## Aim of the task
Print the records below exactly; all of them are needed.

## Entries provided
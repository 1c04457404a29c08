//! Schema generation for an agent's tool-call argument structs.
//!
//! Uses `schemars` to turn a tool's argument struct (e.g. the job engine's
//! `FetchUrlArgs`, `RunPythonArgs`) into the JSON schema a chat-completions
//! `ToolDefinition` carries. Argument types get this via the blanket impl
//! below; see [`crate::Tool::definition`].

use schemars::{schema_for, JsonSchema};
use serde::de::DeserializeOwned;

/// Trait for tool argument types that can be turned into a function-calling
/// parameter schema.
///
/// Automatically implemented for any type that implements `JsonSchema + DeserializeOwned`.
pub trait StructuredOutput: JsonSchema + DeserializeOwned {
    /// Generate the provider-compatible JSON schema for this argument type.
    ///
    /// Strict function-calling mode requires `additionalProperties: false`,
    /// which this method ensures is set.
    fn openai_schema() -> serde_json::Value {
        let schema = schema_for!(Self);
        let mut value = serde_json::to_value(schema).unwrap_or_default();

        ensure_no_additional_properties(&mut value);

        value
    }

    /// Get the schema name for this type.
    fn type_name() -> String {
        <Self as JsonSchema>::schema_name()
    }
}

// Blanket implementation for all types that satisfy the bounds
impl<T: JsonSchema + DeserializeOwned> StructuredOutput for T {}

/// Recursively set `additionalProperties: false` on all object schemas.
///
/// OpenAI's strict mode requires this for proper validation.
fn ensure_no_additional_properties(value: &mut serde_json::Value) {
    if let serde_json::Value::Object(map) = value {
        // If this is an object type schema, add additionalProperties: false
        if map.get("type") == Some(&serde_json::Value::String("object".to_string())) {
            map.insert(
                "additionalProperties".to_string(),
                serde_json::Value::Bool(false),
            );
        }

        // Recurse into nested schemas
        for (_, v) in map.iter_mut() {
            ensure_no_additional_properties(v);
        }
    } else if let serde_json::Value::Array(arr) = value {
        for item in arr.iter_mut() {
            ensure_no_additional_properties(item);
        }
    }
}

#[cfg(test)]
mod tests {
    use super::*;
    use schemars::JsonSchema;
    use serde::Deserialize;

    #[derive(Deserialize, JsonSchema)]
    struct FetchHeader {
        name: String,
        value: Option<String>,
    }

    #[derive(Deserialize, JsonSchema)]
    struct FetchRequest {
        url: String,
        headers: Vec<FetchHeader>,
    }

    #[test]
    fn schema_generation_produces_an_object() {
        let schema = FetchRequest::openai_schema();
        assert!(schema.is_object());

        let schema_obj = schema.as_object().unwrap();
        assert!(schema_obj.contains_key("$schema") || schema_obj.contains_key("type"));
    }

    #[test]
    fn additional_properties_is_disabled_on_every_object() {
        let schema = FetchRequest::openai_schema();
        let schema_str = serde_json::to_string(&schema).unwrap();
        assert!(schema_str.contains("additionalProperties"));
    }

    #[test]
    fn nested_struct_fields_still_produce_a_schema() {
        let schema = FetchRequest::openai_schema();
        assert!(schema.is_object());
    }
}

## Answer space
repository 1c04457404a29c08
//! Schema generation for an agent's tool-call argument structs.
//!
//! Uses `schemars` to turn a tool's argument struct (e.g. the job engine's
//! `FetchUrlArgs`, `RunPythonArgs`) into the JSON schema a chat-completions
//! `ToolDefinition` carries. Argument types get this via the blanket impl
//! below; see [`crate::Tool::definition`].

use schemars::{schema_for, JsonSchema};
use serde::de::DeserializeOwned;

/// Trait for tool argument types that can be turned into a function-calling
/// parameter schema.
///
/// Automatically implemented for any type that implements `JsonSchema + DeserializeOwned`.
pub trait StructuredOutput: JsonSchema + DeserializeOwned {
    /// Generate the provider-compatible JSON schema for this argument type.
    ///
    /// Strict function-calling mode requires `additionalProperties: false`,
    /// which this method ensures is set.
    fn openai_schema() -> serde_json::Value {
        let schema = schema_for!(Self);
        let mut value = serde_json::to_value(schema).unwrap_or_default();

        ensure_no_additional_properties(&mut value);

        value
    }

    /// Get the schema name for this type.
    fn type_name() -> String {
        <Self as JsonSchema>::schema_name()
    }
}

// Blanket implementation for all types that satisfy the bounds
impl<T: JsonSchema + DeserializeOwned> StructuredOutput for T {}

/// Recursively set `additionalProperties: false` on all object schemas.
///
/// OpenAI's strict mode requires this for proper validation.
fn ensure_no_additional_properties(value: &mut serde_json::Value) {
    if let serde_json::Value::Object(map) = value {
        // If this is an object type schema, add additionalProperties: false
        if map.get("type") == Some(&serde_json::Value::String("object".to_string())) {
            map.insert(
                "additionalProperties".to_string(),
                serde_json::Value::Bool(false),
            );
        }

        // Recurse into nested schemas
        for (_, v) in map.iter_mut() {
            ensure_no_additional_properties(v);
        }
    } else if let serde_json::Value::Array(arr) = value {
        for item in arr.iter_mut() {
            ensure_no_additional_properties(item);
        }
    }
}

#[cfg(test)]
mod tests {
    use super::*;
    use schemars::JsonSchema;
    use serde::Deserialize;

    #[derive(Deserialize, JsonSchema)]
    struct FetchHeader {
        name: String,
        value: Option<String>,
    }

    #[derive(Deserialize, JsonSchema)]
    struct FetchRequest {
        url: String,
        headers: Vec<FetchHeader>,
    }

    #[test]
    fn schema_generation_produces_an_object() {
        let schema = FetchRequest::openai_schema();
        assert!(schema.is_object());

        let schema_obj = schema.as_object().unwrap();
        assert!(schema_obj.contains_key("$schema") || schema_obj.contains_key("type"));
    }

    #[test]
    fn additional_properties_is_disabled_on_every_object() {
        let schema = FetchRequest::openai_schema();
        let schema_str = serde_json::to_string(&schema).unwrap();
        assert!(schema_str.contains("additionalProperties"));
    }

    #[test]
    fn nested_struct_fields_still_produce_a_schema() {
        let schema = FetchRequest::openai_schema();
        assert!(schema.is_object());
    }
}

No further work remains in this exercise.